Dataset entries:
· · ·

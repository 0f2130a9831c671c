//! Bounded retry for single ad-hoc lookups.
//!
//! The batch path never retries; pacing and windows are its backpressure.
//! Single lookups can afford to wait, so they wrap the same WHOIS exchange in
//! [`with_retry`].

use crate::error::DomainCheckError;
use std::future::Future;
use std::time::Duration;
use tracing::debug;

/// Run `op` up to `max_attempts` times, sleeping `delay` between attempts.
///
/// Only retryable errors (see [`DomainCheckError::is_retryable`]) trigger
/// another attempt; anything else is returned immediately. A `max_attempts`
/// of 0 is treated as 1.
pub async fn with_retry<T, F, Fut>(
    mut op: F,
    max_attempts: u32,
    delay: Duration,
) -> Result<T, DomainCheckError>
where
    F: FnMut() -> Fut,
    Fut: Future<Output = Result<T, DomainCheckError>>,
{
    let max_attempts = max_attempts.max(1);
    let mut attempt = 1;

    loop {
        match op().await {
            Ok(value) => return Ok(value),
            Err(e) if e.is_retryable() && attempt < max_attempts => {
                debug!(attempt, max_attempts, error = %e, "attempt failed, retrying");
                tokio::time::sleep(delay).await;
                attempt += 1;
            }
            Err(e) => return Err(e),
        }
    }
}

#[cfg(test)]
mod tests {
    use super::*;
    use std::sync::atomic::{AtomicU32, Ordering};
    use tokio::time::Instant;
    use tokio_test::{assert_err, assert_ok};

    fn refused() -> DomainCheckError {
        DomainCheckError::connection("whois.example", "connection refused")
    }

    #[tokio::test(start_paused = true)]
    async fn test_returns_first_success() {
        let calls = AtomicU32::new(0);
        let counter = &calls;
        let result = with_retry(
            move || async move {
                counter.fetch_add(1, Ordering::SeqCst);
                Ok::<_, DomainCheckError>("response")
            },
            3,
            Duration::from_secs(1),
        )
        .await;

        assert_eq!(assert_ok!(result), "response");
        assert_eq!(calls.load(Ordering::SeqCst), 1);
    }

    #[tokio::test(start_paused = true)]
    async fn test_gives_up_after_max_attempts() {
        let calls = AtomicU32::new(0);
        let counter = &calls;
        let start = Instant::now();

        let result: Result<(), _> = with_retry(
            move || async move {
                counter.fetch_add(1, Ordering::SeqCst);
                Err(refused())
            },
            3,
            Duration::from_secs(1),
        )
        .await;

        assert_eq!(assert_err!(result), refused());
        assert_eq!(calls.load(Ordering::SeqCst), 3);
        // Two back-offs between three attempts
        assert_eq!(start.elapsed(), Duration::from_secs(2));
    }

    #[tokio::test(start_paused = true)]
    async fn test_recovers_on_later_attempt() {
        let calls = AtomicU32::new(0);
        let counter = &calls;
        let result = with_retry(
            move || async move {
                if counter.fetch_add(1, Ordering::SeqCst) == 0 {
                    Err(refused())
                } else {
                    Ok(42)
                }
            },
            3,
            Duration::from_secs(1),
        )
        .await;

        assert_eq!(result, Ok(42));
        assert_eq!(calls.load(Ordering::SeqCst), 2);
    }

    #[tokio::test(start_paused = true)]
    async fn test_non_retryable_error_is_not_retried() {
        let calls = AtomicU32::new(0);
        let counter = &calls;
        let result: Result<(), _> = with_retry(
            move || async move {
                counter.fetch_add(1, Ordering::SeqCst);
                Err(DomainCheckError::invalid_server(""))
            },
            3,
            Duration::from_secs(1),
        )
        .await;

        assert!(matches!(result, Err(DomainCheckError::InvalidServer { .. })));
        assert_eq!(calls.load(Ordering::SeqCst), 1);
    }

    #[tokio::test(start_paused = true)]
    async fn test_zero_attempts_runs_once() {
        let calls = AtomicU32::new(0);
        let counter = &calls;
        let _: Result<(), _> = with_retry(
            move || async move {
                counter.fetch_add(1, Ordering::SeqCst);
                Err(refused())
            },
            0,
            Duration::from_secs(1),
        )
        .await;

        assert_eq!(calls.load(Ordering::SeqCst), 1);
    }
}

· · ·

Problem to work on ▸
The answer should hold only the lines from the start of the records above through the line containing "Ok(value) => return", each set down exactly.

Task answer ▸
repository 0f2130a9831c671c
//! Bounded retry for single ad-hoc lookups.
//!
//! The batch path never retries; pacing and windows are its backpressure.
//! Single lookups can afford to wait, so they wrap the same WHOIS exchange in
//! [`with_retry`].

use crate::error::DomainCheckError;
use std::future::Future;
use std::time::Duration;
use tracing::debug;

/// Run `op` up to `max_attempts` times, sleeping `delay` between attempts.
///
/// Only retryable errors (see [`DomainCheckError::is_retryable`]) trigger
/// another attempt; anything else is returned immediately. A `max_attempts`
/// of 0 is treated as 1.
pub async fn with_retry<T, F, Fut>(
    mut op: F,
    max_attempts: u32,
    delay: Duration,
) -> Result<T, DomainCheckError>
where
    F: FnMut() -> Fut,
    Fut: Future<Output = Result<T, DomainCheckError>>,
{
    let max_attempts = max_attempts.max(1);
    let mut attempt = 1;

    loop {
        match op().await {
            Ok(value) => return Ok(value),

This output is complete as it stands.